Friday, January 14, 2011

scholarship student: alicia menachaca

Though he's just a short-term volunteer, South Dakota native Sam Steinberger is working overtime to help collect stories about UAC-CP students who receive scholarships from Carmen Pampa Fund donors. For several days, he's been trekking around rural Bolivia visiting students and their families at their homes.  He's gotten some great stories and beautiful pictures. I'm happy to share one of Sam's stories here....

The small community of El Palmar is not much more than a pit-stop of a few open-porched restaurants and food stands built along the flat, dirt highway that runs from the town of Yucumo to the Amazonia tourist destination of Rurrenabaque. But for UAC-CP student Alicia Menchaca Mendez, it’s home. 
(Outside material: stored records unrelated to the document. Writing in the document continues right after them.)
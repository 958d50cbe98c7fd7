//! # Ranking Module
//!
//! Ranks candidate images by similarity to a query.
//!
//! ## How It Works
//! 1. Extract the query's features once
//! 2. Extract and score every candidate in parallel (rayon)
//! 3. Keep candidates scoring strictly above the threshold
//! 4. Stable-sort by descending score, so ties keep input order
//!
//! Nothing in here fails: undecodable images score 0.0 and candidates
//! without bytes are skipped.

mod types;

pub use types::{Candidate, MatchStrength, Query, SimilarityResult};

use crate::core::features::{FeatureVector, SimilarityStrategy, StrategyConfig, StrategyKind};
use crate::error::SimilarityError;
use crate::events::{null_sender, EventSender, RankEvent, RankProgress};
use rayon::prelude::*;
use std::sync::atomic::{AtomicUsize, Ordering};
use tracing::debug;

/// Scores and ranks images with one extraction strategy
pub struct SimilarityEngine {
    strategy: Box<dyn SimilarityStrategy>,
}

impl SimilarityEngine {
    /// Create an engine around an already-built strategy
    pub fn new(strategy: Box<dyn SimilarityStrategy>) -> Self {
        Self { strategy }
    }

    /// Create an engine with the default configuration of a strategy
    pub fn with_kind(kind: StrategyKind) -> Result<Self, SimilarityError> {
        Ok(Self::new(StrategyConfig::new().kind(kind).build()?))
    }

    /// The strategy in use
    pub fn kind(&self) -> StrategyKind {
        self.strategy.kind()
    }

    /// Features of one image; empty if it cannot be decoded
    pub fn extract(&self, bytes: &[u8]) -> FeatureVector {
        self.strategy.extract(bytes)
    }

    /// Score two feature sets
    pub fn score(&self, a: &FeatureVector, b: &FeatureVector) -> f64 {
        self.strategy.score(a, b)
    }

    /// Score two raw images
    pub fn compare(&self, a: &[u8], b: &[u8]) -> f64 {
        self.score(&self.extract(a), &self.extract(b))
    }

    /// Rank candidates against the query without progress events
    pub fn rank(&self, query: Query<'_>, candidates: &[Candidate], threshold: f64) -> Vec<SimilarityResult> {
        self.rank_with_events(query, candidates, threshold, &null_sender())
    }

    /// Rank candidates against the query, reporting progress
    pub fn rank_with_events(
        &self,
        query: Query<'_>,
        candidates: &[Candidate],
        threshold: f64,
        events: &EventSender,
    ) -> Vec<SimilarityResult> {
        let total = candidates.len();
        events.rank(RankEvent::Started {
            total_candidates: total,
        });

        let query_features = self.extract(query.bytes);
        if query_features.is_empty() {
            debug!(strategy = %self.kind(), "query image has no features; nothing can match");
        }

        let scored = AtomicUsize::new(0);
        let scores: Vec<Option<f64>> = candidates
            .par_iter()
            .map(|candidate| {
                if query.id == Some(&candidate.id) {
                    return None;
                }

                let Some(bytes) = candidate.bytes.as_deref() else {
                    debug!(id = %candidate.id, "candidate image missing, skipping");
                    events.skipped(&candidate.id, "image missing");
                    return None;
                };

                let features = self.extract(bytes);
                let score = self.score(&query_features, &features);

                let done = scored.fetch_add(1, Ordering::Relaxed) + 1;
                events.rank(RankEvent::Progress(RankProgress {
                    scored: done,
                    total,
                }));

                Some(score)
            })
            .collect();

        let mut results: Vec<SimilarityResult> = candidates
            .iter()
            .zip(scores)
            .filter_map(|(candidate, score)| {
                score
                    .filter(|score| *score > threshold)
                    .map(|score| SimilarityResult {
                        id: candidate.id.clone(),
                        score,
                    })
            })
            .collect();

        // Stable: equal scores keep candidate order
        results.sort_by(|a, b| b.score.total_cmp(&a.score));

        events.rank(RankEvent::Completed {
            matches: results.len(),
        });

        results
    }
}

#[cfg(test)]
mod tests {
    use super::*;
    use crate::core::store::ImageId;
    use crate::error::FeatureError;
    use crate::events::{Event, EventChannel};
    use image::DynamicImage;

    /// Strategy whose "image" is the first byte of the buffer; score is
    /// 1 - |a - b| / 255. Lets ranking be tested without real images.
    struct ByteStrategy;

    impl SimilarityStrategy for ByteStrategy {
        fn extract_image(&self, _image: &DynamicImage) -> Result<FeatureVector, FeatureError> {
            unreachable!("ByteStrategy overrides extract")
        }

        fn extract(&self, bytes: &[u8]) -> FeatureVector {
            FeatureVector::Histogram(bytes.first().map(|&b| vec![b as f32]).unwrap_or_default())
        }

        fn score(&self, a: &FeatureVector, b: &FeatureVector) -> f64 {
            match (a, b) {
                (FeatureVector::Histogram(a), FeatureVector::Histogram(b))
                    if !a.is_empty() && !b.is_empty() =>
                {
                    1.0 - ((a[0] - b[0]).abs() as f64 / 255.0)
                }
                _ => 0.0,
            }
        }

        fn kind(&self) -> StrategyKind {
            StrategyKind::Histogram
        }
    }

    fn engine() -> SimilarityEngine {
        SimilarityEngine::new(Box::new(ByteStrategy))
    }

    fn ids(results: &[SimilarityResult]) -> Vec<&str> {
        results.iter().map(|r| r.id.as_str()).collect()
    }

    #[test]
    fn empty_candidates_rank_empty() {
        assert!(engine().rank(Query::new(&[100]), &[], 0.0).is_empty());
    }

    #[test]
    fn results_are_sorted_descending() {
        let candidates = vec![
            Candidate::new("far", vec![0]),
            Candidate::new("close", vec![95]),
            Candidate::new("middle", vec![50]),
        ];

        let results = engine().rank(Query::new(&[100]), &candidates, 0.0);

        assert_eq!(ids(&results), vec!["close", "middle", "far"]);
        assert!(results.windows(2).all(|w| w[0].score >= w[1].score));
    }

    #[test]
    fn ties_keep_input_order() {
        let candidates = vec![
            Candidate::new("first", vec![90]),
            Candidate::new("best", vec![100]),
            Candidate::new("second", vec![110]),
            Candidate::new("third", vec![90]),
        ];

        let results = engine().rank(Query::new(&[100]), &candidates, 0.0);

        assert_eq!(ids(&results), vec!["best", "first", "second", "third"]);
    }

    #[test]
    fn query_id_is_excluded() {
        let query_id = ImageId::new("me");
        let candidates = vec![
            Candidate::new("me", vec![100]),
            Candidate::new("other", vec![100]),
        ];

        let results = engine().rank(Query::with_id(&query_id, &[100]), &candidates, 0.0);

        assert_eq!(ids(&results), vec!["other"]);
    }

    #[test]
    fn missing_images_are_skipped() {
        let candidates = vec![Candidate::missing("gone"), Candidate::new("here", vec![100])];

        let results = engine().rank(Query::new(&[100]), &candidates, 0.0);

        assert_eq!(ids(&results), vec!["here"]);
    }

    #[test]
    fn threshold_is_exclusive() {
        // 100 vs 49 scores exactly 0.8
        let candidates = vec![Candidate::new("edge", vec![49]), Candidate::new("above", vec![100])];

        let results = engine().rank(Query::new(&[100]), &candidates, 0.8);

        assert_eq!(ids(&results), vec!["above"]);
    }

    #[test]
    fn unreadable_query_matches_nothing() {
        let candidates = vec![Candidate::new("a", vec![1]), Candidate::new("b", vec![2])];
        assert!(engine().rank(Query::new(&[]), &candidates, 0.0).is_empty());
    }

    #[test]
    fn rank_emits_progress_events() {
        let (sender, receiver) = EventChannel::new();
        let candidates = vec![
            Candidate::new("a", vec![10]),
            Candidate::missing("b"),
            Candidate::new("c", vec![30]),
        ];

        let results = engine().rank_with_events(Query::new(&[10]), &candidates, 0.0, &sender);
        drop(sender);

        let events: Vec<_> = receiver.iter().collect();
        assert!(matches!(
            events.first(),
            Some(Event::Rank(RankEvent::Started { total_candidates: 3 }))
        ));
        assert!(matches!(
            events.last(),
            Some(Event::Rank(RankEvent::Completed { matches })) if *matches == results.len()
        ));

        let progress = events
            .iter()
            .filter(|e| matches!(e, Event::Rank(RankEvent::Progress(_))))
            .count();
        let skipped: Vec<_> = events
            .iter()
            .filter_map(|e| match e {
                Event::Rank(RankEvent::CandidateSkipped { id, .. }) => Some(id.as_str()),
                _ => None,
            })
            .collect();

        assert_eq!(progress, 2);
        assert_eq!(skipped, vec!["b"]);
    }

    #[test]
    fn engine_with_kind_uses_that_strategy() {
        let engine = SimilarityEngine::with_kind(StrategyKind::Keypoint).unwrap();
        assert_eq!(engine.kind(), StrategyKind::Keypoint);
    }
}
Alicia Menachaca receives a scholarship thanks to CPF's Scholarship Partners Program...and the people who make it possible with their financial contributions. 
We sat under the shade of a tin roof in front of her family’s red ceramic brick house as buses, trucks, and motorcycles buzzed past on the road forty feet away.  As another hot and punishing tropical day is born, Alicia told me about her first year of studies in the UAC-CP’s Pre-University Program—a year-long college preparatory program that prepares young men and women for college level classes (many high school graduates who come from Bolivia’s rural area are not adequately prepared for college-level courses).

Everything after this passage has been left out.